Все, исключая меня, смеются. Пильский от смеха чуть даже не поперхнулся. Но громче всех смеется Мильруд:
— «Эй ты, деревня! А еще образованный!» Я даже не знал, что его призывали.
— Нет, Михаил Семенович, я знал, но о его блестящей военной карьере мне ничего не было известно, кроме того, что он обещал «тогда наш нежный, ваш единственный, я поведу вас на Берлин». Он считал, должно быть, что у него для похода на Берлин вполне достаточная военная подготовка, — спокойно замечает Георгий Иванов.
Новый взрыв смеха. Смеются все. Но мне совсем не смешно. Мне больно, мне обидно за бедного Северянина.
Но тут «молчальник», явно ободренный шумным успехом своего выступления, обращается уже не ко мне, а к Георгию Иванову:
— Если не ошибаюсь, вы изволили начинать свою поэтическую карьеру эгофутуристом? С Северяниным?
Георгий Иванов кивает:
— Как же. Даже в директорате эгофутуристов состоял вместе с сыном Фофанона Константином Олимповым и Граалем Арельским при самом Северянине. Мы действовали решительно, выпустили манифест эгофутуризма и подготовляли эгофутуристическую революцию. Но все это длилось недолго. Меня сразу же после выхода моего «Отплытия на остров Цитеру» приняли в Цех. И я покинул Северянина. С большим сожалением. Я во что бы то ни стало хотел, чтобы и Северянин стал членом Цеха. И даже уговорил Гумилева позволить мне привести Северянина на заседание Цеха и баллотироваться.
И вот уже Георгий Иванов рассказывает так, как, кроме него, никто рассказывать не умеет, о единственном посещении Северяниным Цеха поэтов. И все с интересом слушают. По дороге в Цех Северянин, свежевыбритый, напудренный, тщательно причесанный, в лучшем своем костюме и новом галстуке, сильно волновался и все повторял, что едет в Цех только для того, чтобы увидеть эту бездарь in corpore[3] и показать им себя — настоящего гения.

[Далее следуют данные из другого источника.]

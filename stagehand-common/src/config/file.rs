//! TOML configuration file.
//!
//! ```toml
//! state_root = "stages"
//! regions = ["us-east1", "europe-west1"]
//!
//! [nodes]
//! attempts = 30
//! delay = "10s"
//! ```

use serde::Deserialize;
use std::path::{Path, PathBuf};
use std::time::Duration;

use crate::errors::{HarnessError, HarnessResult};
use crate::retry::RetryPolicy;

/// Every field is optional; unset fields keep their current value.
#[derive(Debug, Clone, Default, PartialEq, Eq, Deserialize)]
#[serde(deny_unknown_fields)]
pub struct FileConfig {
    pub state_root: Option<PathBuf>,
    pub examples_dir: Option<PathBuf>,
    pub sample_app_dir: Option<PathBuf>,
    pub kubeconfig: Option<PathBuf>,
    pub project: Option<String>,
    pub region: Option<String>,
    pub regions: Option<Vec<String>>,
    pub nodes: Option<PollFileConfig>,
    pub builds: Option<PollFileConfig>,
}

#[derive(Debug, Clone, Default, PartialEq, Eq, Deserialize)]
#[serde(deny_unknown_fields)]
pub struct PollFileConfig {
    pub attempts: Option<u32>,
    /// humantime notation, e.g. `"20s"`.
    pub delay: Option<String>,
}

impl PollFileConfig {
    /// Overlay onto `policy`.
    pub fn apply_to(&self, section: &str, policy: RetryPolicy) -> HarnessResult<RetryPolicy> {
        let mut policy = policy;
        if let Some(attempts) = self.attempts {
            if attempts == 0 {
                return Err(HarnessError::Config(format!(
                    "{section}.attempts must be at least 1"
                )));
            }
            policy.max_attempts = attempts;
        }
        if let Some(delay) = &self.delay {
            policy.delay = parse_delay(section, delay)?;
        }
        Ok(policy)
    }
}

fn parse_delay(section: &str, raw: &str) -> HarnessResult<Duration> {
    humantime::parse_duration(raw.trim())
        .map_err(|e| HarnessError::Config(format!("{section}.delay '{raw}': {e}")))
}

impl FileConfig {
    pub fn parse(contents: &str) -> HarnessResult<Self> {
        toml::from_str(contents).map_err(|e| HarnessError::Config(e.to_string()))
    }

    pub fn load(path: &Path) -> HarnessResult<Self> {
        let contents = std::fs::read_to_string(path).map_err(|e| {
            HarnessError::Config(format!("cannot read {}: {e}", path.display()))
        })?;
        Self::parse(&contents)
            .map_err(|e| HarnessError::Config(format!("{}: {e}", path.display())))
    }
}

Гумилев, синдик Цеха поэтов, принял его со свойственным ему высокомерием и важной снисходительностью и слушал его стихи холодно и строго. Северянин начал читать их преувеличенно распевно, но под холодным, строгим взглядом Гумилева все больше терял самоуверенность. И вдруг Гумилев оживился:
— Как? Как? Повторите! Северянин повторил:
И, пожалуйста, к соус
Положите анчоус.
— А где, скажите, им такой удивительный соус ели?
Северянин совершенно растерялся и покраснел:
— В буфете Царскосельского вокзала.
— Неужели? А мы там часто под утро, возвращаясь домой в Царское, едим яичницу из обрезков — коронное их блюдо. Я и не предполагал, что там готовят такие гастрономические изыски. Завтра же закажу ваш соус! Ну, прочтите еще что-нибудь!

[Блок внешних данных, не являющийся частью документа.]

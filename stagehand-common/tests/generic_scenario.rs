//! A five-stage scenario wired directly to the fakes.

mod common;

use std::time::Duration;

use common::TestRoot;
use stagehand_common::collab::{BuildStatus, CommandRunner, Infrastructure, ShellCommand};
use stagehand_common::testing::{
    RecordingCommandRunner, RecordingInfrastructure, ScriptedBuildSource, ScriptedNodeSource,
};
use stagehand_common::wait::{wait_for_ready_nodes, wait_for_successful_build};
use stagehand_common::{
    InfraOptions, NoSkip, Poller, RecordingSleeper, RetryPolicy, StageRunner,
    StageStatus,
};

const NODES: RetryPolicy = RetryPolicy::new(30, Duration::from_secs(10));
const BUILDS: RetryPolicy = RetryPolicy::new(30, Duration::from_secs(20));

struct Fakes {
    infra: RecordingInfrastructure,
    nodes: ScriptedNodeSource,
    builds: ScriptedBuildSource,
    commands: RecordingCommandRunner,
    sleeper: RecordingSleeper,
}

impl Fakes {
    fn new() -> Self {
        Self {
            infra: RecordingInfrastructure::new().with_output("trigger_id", "trig-9"),
            nodes: ScriptedNodeSource::ready_counts([2, 2, 2, 2, 2, 3]),
            builds: ScriptedBuildSource::for_build(
                "b-42",
                [
                    BuildStatus::Queued,
                    BuildStatus::Working,
                    BuildStatus::Working,
                    BuildStatus::Success,
                ],
            ),
            commands: RecordingCommandRunner::new(),
            sleeper: RecordingSleeper::new(),
        }
    }
}

fn run(root: &TestRoot, fakes: &Fakes) -> stagehand_common::ScenarioReport {
    let mut runner = StageRunner::new(root.store("Generic"), NoSkip);
    runner.run_stage("provision", |store| {
        let options = InfraOptions::new("/templates/generic").with_var("size", 3);
        fakes.infra.apply(&options)?;
        store.save_infra_options(&options)
    });
    runner.defer_stage("cleanup", |store| {
        fakes.infra.destroy(&store.load_infra_options()?)
    });
    runner.run_stage("wait_ready", |_| {
        let poller = Poller::new(NODES, &fakes.sleeper);
        wait_for_ready_nodes(&fakes.nodes, 3, &poller).map(|_| ())
    });
    runner.run_stage("trigger", |_| {
        fakes
            .commands
            .run(&ShellCommand::new("git").args(["push", "origin"]))
            .map(|_| ())
    });
    runner.run_stage("wait_build", |store| {
        let trigger = fakes.infra.output(&store.load_infra_options()?, "trigger_id")?;
        let poller = Poller::new(BUILDS, &fakes.sleeper);
        let id = wait_for_successful_build(&fakes.builds, &trigger, &poller)?;
        store.save_string("buildID", &id)
    });
    runner.finish()
}

#[test]
fn test_generic_scenario_polls_then_cleans_up() {
    let root = TestRoot::new();
    let fakes = Fakes::new();

    let report = run(&root, &fakes);
    assert!(report.is_success(), "{report}");

    assert_eq!(fakes.nodes.calls(), 6);
    assert_eq!(fakes.builds.get_calls(), 4);
    assert_eq!(
        fakes.sleeper.sleeps(),
        [vec![Duration::from_secs(10); 5], vec![Duration::from_secs(20); 3]].concat()
    );
    assert_eq!(root.store("Generic").load_string("buildID").unwrap(), "b-42");
    assert_eq!(fakes.commands.command_lines(), vec!["git push origin"]);
    assert_eq!(fakes.infra.destroys(), 1);
    assert_eq!(report.stages.last().map(|s| s.name.as_str()), Some("cleanup"));
}

#[test]
fn test_unready_cluster_exhausts_node_budget() {
    let root = TestRoot::new();
    let fakes = Fakes {
        nodes: ScriptedNodeSource::ready_counts([2]),
        ..Fakes::new()
    };

    let report = run(&root, &fakes);
    assert_eq!(report.failed_stage(), Some("wait_ready"));
    assert_eq!(fakes.nodes.calls(), 30);
    assert_eq!(fakes.sleeper.total(), Duration::from_secs(29 * 10));
    assert_eq!(report.status_of("trigger"), Some(StageStatus::NotRun));
    assert_eq!(report.status_of("wait_build"), Some(StageStatus::NotRun));
    assert!(fakes.commands.calls().is_empty());
    assert_eq!(fakes.infra.destroys(), 1);

    let error = report.stage("wait_ready").and_then(|s| s.error.clone()).unwrap();
    assert!(error.contains("2 of 3 nodes ready"), "{error}");
}

#[test]
fn test_terminal_build_status_fails_without_retrying() {
    let root = TestRoot::new();
    let fakes = Fakes {
        builds: ScriptedBuildSource::for_build(
            "b-42",
            [BuildStatus::Working, BuildStatus::Other("FAILURE".into())],
        ),
        ..Fakes::new()
    };

    let report = run(&root, &fakes);
    assert_eq!(report.failed_stage(), Some("wait_build"));
    assert_eq!(fakes.builds.get_calls(), 2);
    assert!(!root.store("Generic").contains("buildID").unwrap());
    assert_eq!(fakes.infra.destroys(), 1);
}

Но от дальнейшего чтения стихов Северянин резко отказался и, не дожидаясь ни ужина, ни баллотировки, ушел.
— Ушел в ярости на Гумилева. И, конечно, на меня. Впрочем, его все равно «прокатили бы на вороных». Цеху он совсем не подходил, только мне по молодости лет могла прийти в голову такая нелепая мысль. Но я был очень привязан к нему и очень огорчен.

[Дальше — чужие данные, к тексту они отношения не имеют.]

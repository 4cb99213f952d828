//! Core of the stagehand validation harness.
//!
//! A scenario is a sequence of named stages run by a [`StageRunner`]. Stages
//! hand data to one another through a [`StateStore`] scoped to the run, so a
//! later invocation can skip finished stages (via a [`SkipSignalSource`]) and
//! pick up where an earlier one stopped. Waiting on eventually-consistent
//! systems goes through [`poll_until`].

pub mod collab;
pub mod config;
pub mod errors;
pub mod logging;
pub mod options;
pub mod report;
pub mod retry;
pub mod skip;
pub mod stage;
pub mod state;
pub mod testing;
pub mod wait;

pub use config::{EnvParser, HarnessConfig};
pub use errors::{ErrorCode, HarnessError, HarnessResult, StageFailure};
pub use logging::{LogConfig, LogFormat, LoggingGuards, init_logging};
pub use options::{InfraOptions, InfraOutputs, KubectlOptions};
pub use report::{ScenarioFailure, ScenarioReport, StageRecord, StageStatus};
pub use retry::{
    Poll, Poller, RecordingSleeper, RetryError, RetryPolicy, Sleeper, ThreadSleeper, poll_until,
};
pub use skip::{AnySkipSignal, EnvSkipSignals, NoSkip, SkipSignalSource, StaticSkipSignals};
pub use stage::StageRunner;
pub use state::{RunContext, StateStore};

— Разве он был симпатичный? — спрашивает хозяйка дома. — А правда, что в него женщины влюблялись дюжинами?
— Дюжинами, сотнями, тысячами, куда ни приедет, — вместо Георгия Иванова отвечает Пильский. — Хвостом за ним ходили. Ночевали под окнами его дома.
— А правда, что он бессребреник? Что он, не считая, раздавал деньги направо и налево? — спрашивает «молчальник».
— А правда, что у него был сумасшедший успех? Что распрягали лошадей?.. Что его забрасывали цветами?
Вопросы сыплются один за другим.
Я с удивлением слушаю. Неужели здесь, за этим столом только что так зло издевались над бедным Северяниным, а теперь с таким интересом расспрашивают о нем, о его внешности, о его романах, о его характере, вкусах и настроениях?
Георгий Иванов отвечает на все вопросы.
— А правда, что Северянина прославил Толстой? — спрашивает принимающая деятельное участие в расспросах хозяйка дома.
Георгий Иванов пожимает плечами:
— «Прославил» тут не то слово. Но славу он Северянину действительно подарил. Правда, против воли, желая его уничтожить, с позором выгнать из русской поэзии. Вот как это было. Толстой, допустив — после долгих просьб — пред свои очи «представителя прессы», с возмущением и гадливостью процитировал прочитанные им в каком-то журнале строки Северянина:
и
«И такую гнусность смеют считать за стихи! — захлебывался от негодования Толстой. — До какого падения дошла русская поэзия!»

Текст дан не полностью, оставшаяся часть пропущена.